Leaders from the three nations are expected to sign the trade accord in the next 60 days. After that it goes to the U.S. Senate for approval, and it would take effect in 2020.

Trump’s opponents have railed against his economic policies, including his vow to scrap NAFTA and replace it with a better trade deal. Yet, once again, he’s done just what he said he would do. Trump took heat in the press for claiming that NAFTA destroyed millions of jobs and thousands of businesses in the U.S. While American jobs and companies took a lot of hits during the NAFTA era, it’s difficult to determine whether NAFTA was the cause of all the economic heartache that took place. In some ways yes, in some ways no.

Just the same, Trump’s dealmaking skills forced Mexico and Canada to rethink the old arrangement, and he has come up with something that, while not a game-changer, looks to be better for the U.S. and will make the North American trade bloc more competitive on the world stage.
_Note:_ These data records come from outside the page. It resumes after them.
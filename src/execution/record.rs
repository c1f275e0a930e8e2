//! Execution identity, script descriptors and per-run records

use chrono::{DateTime, Duration, Utc};
use serde::{Deserialize, Serialize};
use std::fmt;
use std::path::{Path, PathBuf};
use std::str::FromStr;
use uuid::Uuid;

/// Opaque token correlating one logical script launch across spawn,
/// streaming and registry storage.
///
/// Minted by the caller before any process exists. The runner only ever
/// echoes the identity it was handed.
#[derive(Debug, Clone, Copy, PartialEq, Eq, Hash, PartialOrd, Ord, Serialize, Deserialize)]
#[serde(transparent)]
pub struct ExecutionId(Uuid);

impl ExecutionId {
    pub fn new() -> Self {
        Self(Uuid::new_v4())
    }
}

impl Default for ExecutionId {
    fn default() -> Self {
        Self::new()
    }
}

impl fmt::Display for ExecutionId {
    fn fmt(&self, f: &mut fmt::Formatter<'_>) -> fmt::Result {
        write!(f, "{}", self.0)
    }
}

impl FromStr for ExecutionId {
    type Err = uuid::Error;

    fn from_str(s: &str) -> Result<Self, Self::Err> {
        Uuid::parse_str(s.trim()).map(Self)
    }
}

/// A script ready to hand to the interpreter
#[derive(Debug, Clone, PartialEq, Eq, Serialize, Deserialize)]
pub struct ScriptDescriptor {
    /// Display name (file stem unless the caller supplied one)
    pub name: String,
    /// Absolute path, already resolved by the path resolver
    pub resolved_path: PathBuf,
}

impl ScriptDescriptor {
    pub fn new(name: impl Into<String>, resolved_path: impl Into<PathBuf>) -> Self {
        Self {
            name: name.into(),
            resolved_path: resolved_path.into(),
        }
    }

    /// Descriptor named after the file stem of `path`
    pub fn from_path(path: &Path) -> Self {
        let name = path
            .file_stem()
            .map(|stem| stem.to_string_lossy().into_owned())
            .unwrap_or_else(|| path.display().to_string());
        Self::new(name, path)
    }
}

/// Lifecycle state of one execution.
///
/// Cancellation is reported as `Failed`; the transcript note is what tells
/// a user-stopped run apart from a script error.
#[derive(Debug, Clone, Copy, PartialEq, Eq, Hash, Serialize, Deserialize)]
#[serde(rename_all = "lowercase")]
pub enum ExecutionStatus {
    Running,
    Completed,
    Failed,
}

impl ExecutionStatus {
    /// Completed or Failed: no further automatic transition happens
    pub fn is_terminal(self) -> bool {
        !matches!(self, Self::Running)
    }

    pub fn label(self) -> &'static str {
        match self {
            Self::Running => "Running",
            Self::Completed => "Completed",
            Self::Failed => "Failed",
        }
    }
}

impl fmt::Display for ExecutionStatus {
    fn fmt(&self, f: &mut fmt::Formatter<'_>) -> fmt::Result {
        f.write_str(self.label())
    }
}

/// Registry state for one identity
#[derive(Debug, Clone, PartialEq, Serialize)]
#[serde(rename_all = "camelCase")]
pub struct ExecutionRecord {
    pub id: ExecutionId,
    pub name: String,
    /// Reset on every re-run
    pub start_time: DateTime<Utc>,
    /// Full transcript of the current run
    pub output: String,
    pub status: ExecutionStatus,
    pub end_time: Option<DateTime<Utc>>,
    pub is_selected: bool,
    /// How many times this identity has been launched into this record
    pub run_count: u32,
    /// Coordinator-wide launch sequence of the current run. Never reused, even
    /// after the record is removed and inserted again.
    #[serde(skip)]
    pub launch: u64,
}

impl ExecutionRecord {
    pub(crate) fn new(id: ExecutionId, name: String, initial_output: String) -> Self {
        Self {
            id,
            name,
            start_time: Utc::now(),
            output: initial_output,
            status: ExecutionStatus::Running,
            end_time: None,
            is_selected: false,
            run_count: 1,
            launch: 0,
        }
    }

    pub fn is_running(&self) -> bool {
        self.status == ExecutionStatus::Running
    }

    /// Elapsed time as observed at `now`.
    ///
    /// Running records measure up to `now`; terminal records are frozen at
    /// `end_time`. Never negative.
    pub fn elapsed_at(&self, now: DateTime<Utc>) -> Duration {
        let until = match (self.status, self.end_time) {
            (ExecutionStatus::Running, _) | (_, None) => now,
            (_, Some(end)) => end,
        };
        (until - self.start_time).max(Duration::zero())
    }

    pub fn elapsed(&self) -> Duration {
        self.elapsed_at(Utc::now())
    }
}

/// Format a duration as `MM:SS`, or `H:MM:SS` past the hour
pub fn format_elapsed(elapsed: Duration) -> String {
    let total = elapsed.num_seconds().max(0);
    let hours = total / 3600;
    let minutes = (total % 3600) / 60;
    let seconds = total % 60;
    if hours > 0 {
        format!("{}:{:02}:{:02}", hours, minutes, seconds)
    } else {
        format!("{:02}:{:02}", minutes, seconds)
    }
}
“But wait,” says Gary Bauer. “There’s more! Lost in the Kavanaugh kerfuffle last week, President Trump signed a new trade agreement with South Korea. In addition, China just announced that it is slashing tariffs on more than 1,500 products, responding to pressure from the Trump administration to open its economy to more American goods.”

While much of the media misses this kind of chess, renegotiating NAFTA is only one move in Trump’s larger strategy to achieve fairer trade for the U.S. with North America, Europe, and China. It sure would seem that Trump’s practice of putting America first is paying off for the American worker.